#### Task description
Find the word "AppState" in the listing; pull out each line holding it.

#### Supplied entries

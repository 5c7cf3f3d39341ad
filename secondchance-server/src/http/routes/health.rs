//! Health check endpoint
//!
//! Reports which store backs the API and whether it answers a ping.

use std::sync::Arc;

use axum::{extract::State, http::StatusCode, routing::get, Json, Router};
use serde::Serialize;

use crate::http::server::AppState;

/// Health check response
#[derive(Debug, Serialize)]
pub struct HealthResponse {
    pub status: &'static str,
    pub store: &'static str,
    pub version: &'static str,
}

/// GET /health - 200 when the store answers, 503 when it does not
async fn health(State(state): State<Arc<AppState>>) -> (StatusCode, Json<HealthResponse>) {
    let store = state.store.kind();
    let (code, status) = match state.store.ping().await {
        Ok(()) => (StatusCode::OK, "ok"),
        Err(e) => {
            tracing::error!(store, error = %e, "store ping failed");
            (StatusCode::SERVICE_UNAVAILABLE, "unavailable")
        }
    };

    (
        code,
        Json(HealthResponse {
            status,
            store,
            version: env!("CARGO_PKG_VERSION"),
        }),
    )
}

pub fn router() -> Router<Arc<AppState>> {
    Router::new().route("/health", get(health))
}

#[cfg(test)]
mod tests {
    use super::*;
    use crate::db::testing::UnreachableStore;
    use crate::db::{ItemStore, MemoryItemStore};
    use crate::upload::UploadDir;
    use tempfile::TempDir;

    fn state(store: Arc<dyn ItemStore>, tmp: &TempDir) -> State<Arc<AppState>> {
        State(Arc::new(AppState {
            store,
            uploads: UploadDir::new(tmp.path().to_path_buf()),
        }))
    }

    #[tokio::test]
    async fn memory_store_is_healthy() {
        let tmp = TempDir::new().unwrap();
        let (code, Json(body)) = health(state(Arc::new(MemoryItemStore::new()), &tmp)).await;

        assert_eq!(code, StatusCode::OK);
        assert_eq!(body.status, "ok");
        assert_eq!(body.store, "memory");
        assert_eq!(body.version, env!("CARGO_PKG_VERSION"));
    }

    #[tokio::test]
    async fn unreachable_store_is_unavailable() {
        let tmp = TempDir::new().unwrap();
        let (code, Json(body)) = health(state(Arc::new(UnreachableStore), &tmp)).await;

        assert_eq!(code, StatusCode::SERVICE_UNAVAILABLE);
        assert_eq!(body.status, "unavailable");
        assert_eq!(body.store, "postgres");
    }
}
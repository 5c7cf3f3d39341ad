//! Error types for the item store and repository

use thiserror::Error;

use crate::models::ValidationError;

pub type Result<T, E = ItemError> = std::result::Result<T, E>;

#[derive(Error, Debug)]
pub enum ItemError {
    /// The store could not be reached on first use.
    #[error("failed to connect to item store: {0}")]
    Connection(#[source] sqlx::Error),

    #[error("secondChanceItem '{id}' not found")]
    NotFound { id: String },

    #[error("database error: {0}")]
    Database(#[from] sqlx::Error),

    #[error("document error: {0}")]
    Document(#[from] serde_json::Error),

    #[error(transparent)]
    Validation(#[from] ValidationError),

    #[error("internal error: {0}")]
    Internal(String),
}

impl ItemError {
    pub fn not_found(id: &str) -> Self {
        Self::NotFound { id: id.to_owned() }
    }

    pub fn is_not_found(&self) -> bool {
        matches!(self, Self::NotFound { .. })
    }
}
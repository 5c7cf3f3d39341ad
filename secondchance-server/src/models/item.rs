//! Second-chance item document
//!
//! Items are stored whole as JSON documents. The known fields are typed;
//! anything else the client sent on create rides along in `extra`.

use chrono::{DateTime, Utc};
use serde::{Deserialize, Serialize};
use serde_json::{Map, Number, Value};

use super::ValidationError;

/// Fields the server owns. Client-supplied values for these are dropped on create.
const RESERVED_FIELDS: &[&str] = &["id", "date_added", "age_years", "updatedAt", "filePath"];

/// Numeric fields that may arrive as text (multipart forms only carry strings).
const NUMERIC_FIELDS: &[&str] = &["age_days"];

const DAYS_PER_YEAR: f64 = 365.0;

/// A listing of a reusable or donated good
#[derive(Debug, Clone, PartialEq, Serialize, Deserialize)]
pub struct Item {
    pub id: String,

    #[serde(default, skip_serializing_if = "Option::is_none")]
    pub category: Option<String>,

    #[serde(default, skip_serializing_if = "Option::is_none")]
    pub condition: Option<String>,

    #[serde(default, skip_serializing_if = "Option::is_none")]
    pub description: Option<String>,

    /// Kept as a JSON number so `365` reads back as `365`, not `365.0`.
    #[serde(default, skip_serializing_if = "Option::is_none")]
    pub age_days: Option<Number>,

    /// `age_days / 365` to one decimal place; only written by updates.
    #[serde(default, skip_serializing_if = "Option::is_none")]
    pub age_years: Option<f64>,

    /// Unix seconds at creation.
    pub date_added: i64,

    #[serde(rename = "updatedAt", default, skip_serializing_if = "Option::is_none")]
    pub updated_at: Option<DateTime<Utc>>,

    /// Public path of the image uploaded with the listing.
    #[serde(rename = "filePath", default, skip_serializing_if = "Option::is_none")]
    pub file_path: Option<String>,

    #[serde(flatten)]
    pub extra: Map<String, Value>,
}

impl Item {
    /// Build a new listing from client fields plus the server-assigned values.
    pub fn new_listing(
        id: String,
        date_added: i64,
        mut fields: Map<String, Value>,
        file_path: Option<String>,
    ) -> Result<Self, ValidationError> {
        for key in RESERVED_FIELDS {
            fields.remove(*key);
        }
        normalize_numbers(&mut fields)?;

        fields.insert("id".into(), Value::String(id));
        fields.insert("date_added".into(), Value::from(date_added));
        if let Some(path) = file_path {
            fields.insert("filePath".into(), Value::String(path));
        }

        serde_json::from_value(Value::Object(fields)).map_err(|e| ValidationError::Malformed {
            reason: e.to_string(),
        })
    }

    /// Merge an update into this item.
    ///
    /// The patch only carries supplied, truthy values (see
    /// [`ItemPatch::from_fields`]), so a field can never be cleared through an
    /// update. `age_years` is recomputed every time, from whatever `age_days`
    /// ends up being.
    pub fn apply_patch(&mut self, patch: ItemPatch, now: DateTime<Utc>) {
        if let Some(category) = patch.category {
            self.category = Some(category);
        }
        if let Some(condition) = patch.condition {
            self.condition = Some(condition);
        }
        if let Some(age_days) = patch.age_days {
            self.age_days = Some(age_days);
        }
        if let Some(description) = patch.description {
            self.description = Some(description);
        }

        self.age_years = self
            .age_days
            .as_ref()
            .and_then(Number::as_f64)
            .map(age_in_years);
        self.updated_at = Some(now);
    }
}

/// Partial update accepted by PUT
#[derive(Debug, Clone, Default, PartialEq, Deserialize)]
pub struct ItemPatch {
    #[serde(default)]
    pub category: Option<String>,
    #[serde(default)]
    pub condition: Option<String>,
    #[serde(default)]
    pub age_days: Option<Number>,
    #[serde(default)]
    pub description: Option<String>,
}

impl ItemPatch {
    /// Parse a patch from a JSON object.
    ///
    /// Falsy values (`null`, `""`, numeric `0`) count as "not supplied".
    /// Truthiness is judged on the value as sent: the string `"0"` is
    /// non-empty, so it is kept and stored as the number 0.
    pub fn from_fields(mut fields: Map<String, Value>) -> Result<Self, ValidationError> {
        let age_days = match fields.remove("age_days") {
            None | Some(Value::Null) => None,
            Some(Value::String(raw)) if raw.is_empty() => None,
            Some(Value::String(raw)) => Some(parse_number("age_days", &raw)?),
            Some(Value::Number(n)) if n.as_f64() == Some(0.0) => None,
            Some(Value::Number(n)) => Some(n),
            Some(other) => {
                return Err(ValidationError::NotANumber {
                    field: "age_days".to_owned(),
                    value: other.to_string(),
                })
            }
        };

        let mut patch: ItemPatch = serde_json::from_value(Value::Object(fields))
            .map_err(|e| ValidationError::Malformed {
                reason: e.to_string(),
            })?;
        patch.age_days = age_days;
        patch.category = patch.category.filter(|s| !s.is_empty());
        patch.condition = patch.condition.filter(|s| !s.is_empty());
        patch.description = patch.description.filter(|s| !s.is_empty());
        Ok(patch)
    }
}

/// Convert an age in days to years, rounded to one decimal place.
pub fn age_in_years(age_days: f64) -> f64 {
    (age_days / DAYS_PER_YEAR * 10.0).round() / 10.0
}

/// Parse numeric text, keeping integers as integers.
fn parse_number(field: &str, raw: &str) -> Result<Number, ValidationError> {
    let trimmed = raw.trim();
    if let Ok(n) = trimmed.parse::<u64>() {
        return Ok(n.into());
    }
    if let Ok(n) = trimmed.parse::<i64>() {
        return Ok(n.into());
    }
    trimmed
        .parse::<f64>()
        .ok()
        .and_then(Number::from_f64)
        .ok_or_else(|| ValidationError::NotANumber {
            field: field.to_owned(),
            value: raw.to_owned(),
        })
}

/// Turn numeric strings into JSON numbers; blank strings are dropped.
fn normalize_numbers(fields: &mut Map<String, Value>) -> Result<(), ValidationError> {
    for key in NUMERIC_FIELDS {
        let Some(Value::String(raw)) = fields.get(*key) else {
            continue;
        };

        if raw.trim().is_empty() {
            fields.remove(*key);
            continue;
        }

        let number = parse_number(key, raw)?;
        fields.insert((*key).to_owned(), Value::Number(number));
    }
    Ok(())
}

#[cfg(test)]
mod tests {
    use super::*;
    use serde_json::json;

    fn fields(value: Value) -> Map<String, Value> {
        match value {
            Value::Object(map) => map,
            other => panic!("expected object, got {other}"),
        }
    }

    fn listing() -> Item {
        Item::new_listing(
            "1".into(),
            1_700_000_000,
            fields(json!({"category": "furniture", "condition": "used", "age_days": 365})),
            None,
        )
        .unwrap()
    }

    #[test]
    fn age_rounds_to_one_decimal() {
        assert_eq!(age_in_years(365.0), 1.0);
        assert_eq!(age_in_years(730.0), 2.0);
        assert_eq!(age_in_years(400.0), 1.1);
        assert_eq!(age_in_years(30.0), 0.1);
    }

    #[test]
    fn new_listing_sets_server_fields() {
        let item = Item::new_listing(
            "4".into(),
            42,
            fields(json!({
                "category": "toys",
                "id": "999",
                "date_added": 1,
                "updatedAt": "yesterday",
                "age_years": 9,
                "filePath": "/etc/passwd",
                "zipcode": "10001"
            })),
            Some("/images/bear.png".into()),
        )
        .unwrap();

        assert_eq!(item.id, "4");
        assert_eq!(item.date_added, 42);
        assert_eq!(item.updated_at, None);
        assert_eq!(item.age_years, None);
        assert_eq!(item.file_path.as_deref(), Some("/images/bear.png"));
        assert_eq!(item.extra.get("zipcode"), Some(&json!("10001")));
    }

    #[test]
    fn new_listing_accepts_form_text_numbers() {
        let item = Item::new_listing(
            "1".into(),
            0,
            fields(json!({"age_days": " 120 "})),
            None,
        )
        .unwrap();
        assert_eq!(item.age_days, Some(Number::from(120)));

        let blank = Item::new_listing("1".into(), 0, fields(json!({"age_days": ""})), None).unwrap();
        assert_eq!(blank.age_days, None);
    }

    #[test]
    fn new_listing_rejects_non_numeric_age() {
        let err = Item::new_listing("1".into(), 0, fields(json!({"age_days": "old"})), None)
            .unwrap_err();
        assert!(matches!(err, ValidationError::NotANumber { .. }));
    }

    #[test]
    fn serializes_with_original_field_names() {
        let mut item = listing();
        item.apply_patch(ItemPatch::default(), Utc::now());
        let value = serde_json::to_value(&item).unwrap();

        assert!(value.get("updatedAt").is_some());
        assert!(value.get("updated_at").is_none());
        assert!(value.get("filePath").is_none());
        assert_eq!(value["age_years"], json!(1.0));
    }

    #[test]
    fn patch_keeps_unsupplied_and_falsy_fields() {
        let mut item = listing();
        let patch = ItemPatch::from_fields(fields(json!({
            "category": "",
            "condition": "like new",
            "age_days": 0,
            "description": null
        })))
        .unwrap();
        item.apply_patch(patch, Utc::now());

        assert_eq!(item.category.as_deref(), Some("furniture"));
        assert_eq!(item.condition.as_deref(), Some("like new"));
        assert_eq!(item.age_days, Some(Number::from(365)));
        assert_eq!(item.age_years, Some(1.0));
        assert!(item.updated_at.is_some());
    }

    #[test]
    fn zero_as_text_is_a_real_update() {
        let mut item = listing();
        let patch = ItemPatch::from_fields(fields(json!({"age_days": "0"}))).unwrap();
        assert_eq!(patch.age_days, Some(Number::from(0)));

        item.apply_patch(patch, Utc::now());
        assert_eq!(item.age_days, Some(Number::from(0)));
        assert_eq!(item.age_years, Some(0.0));
    }

    #[test]
    fn blank_age_text_falls_back() {
        let patch = ItemPatch::from_fields(fields(json!({"age_days": ""}))).unwrap();
        assert_eq!(patch.age_days, None);
    }

    #[test]
    fn patch_never_touches_identity() {
        let mut item = listing();
        let before = item.clone();
        item.apply_patch(
            ItemPatch {
                age_days: Some(Number::from(730)),
                ..ItemPatch::default()
            },
            Utc::now(),
        );

        assert_eq!(item.id, before.id);
        assert_eq!(item.date_added, before.date_added);
        assert_eq!(item.age_years, Some(2.0));
    }

    #[test]
    fn age_years_absent_without_age_days() {
        let mut item =
            Item::new_listing("1".into(), 0, fields(json!({"category": "books"})), None).unwrap();
        item.apply_patch(ItemPatch::default(), Utc::now());
        assert_eq!(item.age_years, None);
    }

    #[test]
    fn patch_from_fields_parses_text_age() {
        let patch = ItemPatch::from_fields(fields(json!({"age_days": "730", "color": "red"}))).unwrap();
        assert_eq!(patch.age_days, Some(Number::from(730)));
        assert_eq!(patch.category, None);
    }

    #[test]
    fn integer_age_round_trips_without_fraction() {
        let value = serde_json::to_value(listing()).unwrap();
        assert_eq!(value["age_days"], json!(365));
        assert_eq!(value["age_days"].to_string(), "365");

        let fractional =
            Item::new_listing("2".into(), 0, fields(json!({"age_days": "12.5"})), None).unwrap();
        assert_eq!(serde_json::to_value(fractional).unwrap()["age_days"], json!(12.5));
    }

    #[test]
    fn patch_from_fields_rejects_wrong_types() {
        let err = ItemPatch::from_fields(fields(json!({"category": 5}))).unwrap_err();
        assert!(matches!(err, ValidationError::Malformed { .. }));

        let err = ItemPatch::from_fields(fields(json!({"age_days": "old"}))).unwrap_err();
        assert!(matches!(err, ValidationError::NotANumber { .. }));
    }
}
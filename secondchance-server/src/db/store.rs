//! Item store trait
//!
//! The repository talks to storage only through this trait so the same
//! operations run against Postgres in production and memory in tests.

use async_trait::async_trait;

use crate::error::ItemError;
use crate::models::Item;

#[async_trait]
pub trait ItemStore: Send + Sync + 'static {
    /// Short backend name reported by `/health`.
    fn kind(&self) -> &'static str;

    /// Cheap round trip proving the backend is reachable.
    async fn ping(&self) -> Result<(), ItemError>;

    /// Every item, in insertion order.
    async fn list(&self) -> Result<Vec<Item>, ItemError>;

    /// First item whose `id` equals `id` exactly.
    async fn find_by_id(&self, id: &str) -> Result<Option<Item>, ItemError>;

    /// Largest decimal-integer `id` currently stored. Non-numeric ids are ignored.
    async fn max_id(&self) -> Result<Option<u64>, ItemError>;

    async fn insert(&self, item: &Item) -> Result<(), ItemError>;

    /// Overwrite the first item with `item.id`, returning the stored post-state.
    ///
    /// `None` means nothing matched at write time.
    async fn replace(&self, item: &Item) -> Result<Option<Item>, ItemError>;

    /// Remove the first item with this id. Returns the number removed.
    async fn delete(&self, id: &str) -> Result<u64, ItemError>;
}
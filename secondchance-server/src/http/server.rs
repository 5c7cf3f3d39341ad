//! Axum server setup
//!
//! Mounts the item routes at `/secondChanceItems`, the upload directory at
//! `/images`, and `/health`.

use std::net::SocketAddr;
use std::path::PathBuf;
use std::sync::Arc;
use std::time::Duration;

use axum::extract::DefaultBodyLimit;
use axum::http::HeaderValue;
use axum::Router;
use tokio::net::TcpListener;
use tower_http::cors::{Any, CorsLayer};
use tower_http::services::ServeDir;
use tower_http::timeout::TimeoutLayer;
use tower_http::trace::TraceLayer;

use super::routes;
use crate::db::ItemStore;
use crate::upload::{UploadDir, DEFAULT_UPLOAD_DIR, PUBLIC_PREFIX};

/// Mount point of the item routes
pub const ITEMS_PATH: &str = "/secondChanceItems";

/// Server configuration
#[derive(Debug, Clone)]
pub struct ServerConfig {
    /// Address to bind to (default: 127.0.0.1:3060)
    pub bind_addr: SocketAddr,

    /// Allow permissive CORS (default: false = localhost only)
    pub cors_permissive: bool,

    /// Where uploaded images are written and served from
    pub upload_dir: PathBuf,

    /// Per-request timeout
    pub request_timeout: Duration,

    /// Maximum request body size, which bounds upload size
    pub max_upload_bytes: usize,
}

impl Default for ServerConfig {
    fn default() -> Self {
        Self {
            bind_addr: SocketAddr::from(([127, 0, 0, 1], 3060)),
            cors_permissive: false,
            upload_dir: PathBuf::from(DEFAULT_UPLOAD_DIR),
            request_timeout: Duration::from_secs(30),
            max_upload_bytes: 10 * 1024 * 1024,
        }
    }
}

/// Shared application state
pub struct AppState {
    pub store: Arc<dyn ItemStore>,
    pub uploads: UploadDir,
}

/// Build the application router.
pub fn build_router(store: Arc<dyn ItemStore>, config: &ServerConfig) -> Router {
    let state = AppState {
        store,
        uploads: UploadDir::new(config.upload_dir.clone()),
    };

    let cors = if config.cors_permissive {
        tracing::warn!("CORS: Permissive mode enabled - all origins allowed");
        CorsLayer::permissive()
    } else {
        CorsLayer::new()
            .allow_origin([
                HeaderValue::from_static("http://localhost:3000"),
                HeaderValue::from_static("http://localhost:3060"),
                HeaderValue::from_static("http://127.0.0.1:3000"),
                HeaderValue::from_static("http://127.0.0.1:3060"),
            ])
            .allow_methods(Any)
            .allow_headers(Any)
    };

    Router::new()
        .merge(routes::health::router())
        .nest(ITEMS_PATH, routes::items::router())
        .nest_service(PUBLIC_PREFIX, ServeDir::new(&config.upload_dir))
        .layer(DefaultBodyLimit::max(config.max_upload_bytes))
        .layer(TimeoutLayer::new(config.request_timeout))
        .layer(cors)
        .layer(TraceLayer::new_for_http())
        .with_state(Arc::new(state))
}

/// Run the HTTP server until Ctrl+C or SIGTERM.
pub async fn run_server(store: Arc<dyn ItemStore>, config: ServerConfig) -> Result<(), ServerError> {
    tracing::info!(
        upload_dir = %config.upload_dir.display(),
        timeout_secs = config.request_timeout.as_secs(),
        "server config loaded"
    );
    let app = build_router(store, &config);

    let listener = TcpListener::bind(config.bind_addr).await?;
    tracing::info!("Server listening on {}", config.bind_addr);

    axum::serve(listener, app)
        .with_graceful_shutdown(shutdown_signal())
        .await?;

    tracing::info!("Server shutdown complete");
    Ok(())
}

/// Wait for shutdown signal (Ctrl+C or SIGTERM).
async fn shutdown_signal() {
    let ctrl_c = async {
        if let Err(e) = tokio::signal::ctrl_c().await {
            tracing::error!(error = %e, "failed to install Ctrl+C handler");
            std::future::pending::<()>().await;
        }
    };

    #[cfg(unix)]
    let terminate = async {
        match tokio::signal::unix::signal(tokio::signal::unix::SignalKind::terminate()) {
            Ok(mut signal) => {
                signal.recv().await;
            }
            Err(e) => {
                tracing::error!(error = %e, "failed to install SIGTERM handler");
                std::future::pending::<()>().await;
            }
        }
    };

    #[cfg(not(unix))]
    let terminate = std::future::pending::<()>();

    tokio::select! {
        _ = ctrl_c => {
            tracing::warn!("Received Ctrl+C, starting shutdown");
        }
        _ = terminate => {
            tracing::warn!("Received SIGTERM, starting shutdown");
        }
    }
}

/// Server error type
#[derive(Debug, thiserror::Error)]
pub enum ServerError {
    #[error("IO error: {0}")]
    Io(#[from] std::io::Error),
}
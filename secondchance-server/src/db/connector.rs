//! Storage connector - lazily created, process-wide PgPool
//!
//! The first call to [`Connector::connection`] connects; every later call
//! returns the same pool. A failed connect is returned to the caller and
//! not cached, so the next call tries again.

use sqlx::postgres::PgPoolOptions;
use sqlx::PgPool;
use tokio::sync::OnceCell;

use crate::error::ItemError;

/// Default maximum connections for the pool.
pub const DEFAULT_MAX_CONNECTIONS: u32 = 5;

/// Store connection settings
#[derive(Debug, Clone)]
pub struct StoreConfig {
    /// PostgreSQL connection string
    pub database_url: String,

    /// Maximum number of connections in the pool
    pub max_connections: u32,
}

impl StoreConfig {
    pub fn new(database_url: impl Into<String>) -> Self {
        Self {
            database_url: database_url.into(),
            max_connections: DEFAULT_MAX_CONNECTIONS,
        }
    }
}

/// Owns the single connection pool for the process
pub struct Connector {
    config: StoreConfig,
    pool: OnceCell<PgPool>,
}

impl Connector {
    pub fn new(config: StoreConfig) -> Self {
        Self {
            config,
            pool: OnceCell::new(),
        }
    }

    /// Get the shared pool, connecting on first use.
    ///
    /// # Errors
    ///
    /// Returns [`ItemError::Connection`] if the first connect fails.
    pub async fn connection(&self) -> Result<&PgPool, ItemError> {
        self.pool
            .get_or_try_init(|| async {
                tracing::info!(
                    max_connections = self.config.max_connections,
                    "connecting to item store"
                );
                PgPoolOptions::new()
                    .max_connections(self.config.max_connections)
                    .connect(&self.config.database_url)
                    .await
                    .map_err(ItemError::Connection)
            })
            .await
    }

    pub fn is_connected(&self) -> bool {
        self.pool.initialized()
    }
}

#### Task response
use crate::http::server::AppState;
async fn health(State(state): State<Arc<AppState>>) -> (StatusCode, Json<HealthResponse>) {
pub fn router() -> Router<Arc<AppState>> {
    fn state(store: Arc<dyn ItemStore>, tmp: &TempDir) -> State<Arc<AppState>> {
        State(Arc::new(AppState {
pub struct AppState {
    let state = AppState {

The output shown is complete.